Have you ever walked around the halls of the Peruvian and something unusual caught your eye? Did you think twice about it? Well, you’re not alone. As notable and full of stories outside the lodge is, the interior is chock full of oddities that all have their own story behind them. We’re here to tell a couple of those stories.
Alf Engen Room
This one you can’t miss. Right off the lobby is the Alf Engen Room, named after the Father of Alta Ski Area. If you’ve been to Alta, you know who Alf is.
John Cahill, owner of the Peruvian for 51 years and counting, was good friends with Alf before, during and after he bought the lodge in 1970. To commemorate him, the Alf Engen Room was designated, complete with large print pictures, pastel painting and a bust of Alf’s head, worthy of multiple Hall of Fames.

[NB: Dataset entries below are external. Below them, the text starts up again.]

use std::net::SocketAddr;

use axum::Router;
use leptos::prelude::*;
use leptos_axum::{generate_route_list, LeptosRoutes};
use thiserror::Error;
use tokio::net::TcpListener;
use tower::ServiceBuilder;
use tower_http::trace::TraceLayer;

use crate::app::{shell, App};

#[derive(Error, Debug)]
pub enum ServerError {
    #[error("Couldn't read leptos configuration: {0}")]
    Config(String),
    #[error("Couldn't bind {addr}: {source}")]
    Bind {
        addr: SocketAddr,
        #[source]
        source: std::io::Error,
    },
    #[error("Server stopped: {0}")]
    Serve(#[from] std::io::Error),
}

pub async fn bind(addr: SocketAddr) -> Result<TcpListener, ServerError> {
    TcpListener::bind(addr)
        .await
        .map_err(|source| ServerError::Bind { addr, source })
}

/// Serves the site until the listener fails.
pub async fn run() -> Result<(), ServerError> {
    let conf = get_configuration(None).map_err(|e| ServerError::Config(e.to_string()))?;
    let addr = conf.leptos_options.site_addr;
    let leptos_options = conf.leptos_options;
    let routes = generate_route_list(App);

    let app = Router::new()
        .leptos_routes(&leptos_options, routes, {
            let leptos_options = leptos_options.clone();
            move || shell(leptos_options.clone())
        })
        .fallback(leptos_axum::file_and_error_handler(shell))
        .layer(ServiceBuilder::new().layer(TraceLayer::new_for_http()))
        .with_state(leptos_options);

    let listener = bind(addr).await?;
    tracing::info!("listening on http://{}", &addr);
    axum::serve(listener, app.into_make_service()).await?;
    Ok(())
}

#[cfg(test)]
mod tests {
    use super::*;

    #[tokio::test]
    async fn test_bind_taken_port() {
        let held = TcpListener::bind("127.0.0.1:0")
            .await
            .expect("ephemeral port should bind");
        let addr = held.local_addr().expect("bound listener has an address");

        let err = bind(addr).await.expect_err("port is already in use");
        assert!(matches!(err, ServerError::Bind { addr: a, .. } if a == addr));
        assert!(err.to_string().contains(&addr.to_string()));
    }

    #[tokio::test]
    async fn test_bind_free_port() {
        let addr: SocketAddr = "127.0.0.1:0".parse().expect("valid address");
        assert!(bind(addr).await.is_ok());
    }
}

Nowadays, people use the Alf Engen room for group events, watch football on the only public TV and relax by the fire. The charismatic Alf would be proud to see his room used for bringing so many people of Alta together.
Have you ever picked up the paddles to play a little table tennis in the locker room? Ever taken a break after 10 straight wins–yeah, right–on that bench conveniently next to it? That’s Duff’s Bench, and it has its own story.
Over two decades ago, a geology class from Penn State took a trip out to Alta every year from July to August to do field studies on the Rocky Mountains. After a couple great years in a row with the group, the Peruvian and that Penn State class decided to make it a regular thing.
The Director of that Penn State Field School trip was Dr. David P. “Duff” Gold. The bench, now over twenty years old itself, is honored in his name after he retired. And no, we don’t know where the name “Duff” comes from either. It’s pretty damn cool though.
Class Of Wall
Just before you encounter Duff’s Bench, covering the walls of the stairway down to the ski locker room are dozens of framed photos of the Alta Peruvian classes. Beginning nearly 30 years ago, the Peruvian staff, from the line chefs to the ski instructors, huddled in for a group picture and stuck it on the wall in Lil’s, the employee dining room.
Quietly, each year’s group got together at the end of the season and took a group photo and hung it up so only they could see it–an inside joke of sorts. Then, almost 10 years later, the Peruvian decided the people need to see these and displayed them on the wall in which they hang today.
As the years grew, so did the staff and the interest from guests. Return skiers often find last year’s staff and smile or laugh at the familiar faces–some still here and some on to new adventures. The Class Of Wall has not skipped a year since its clever introduction in 1993. That even includes the rushed closure of the 2020 class.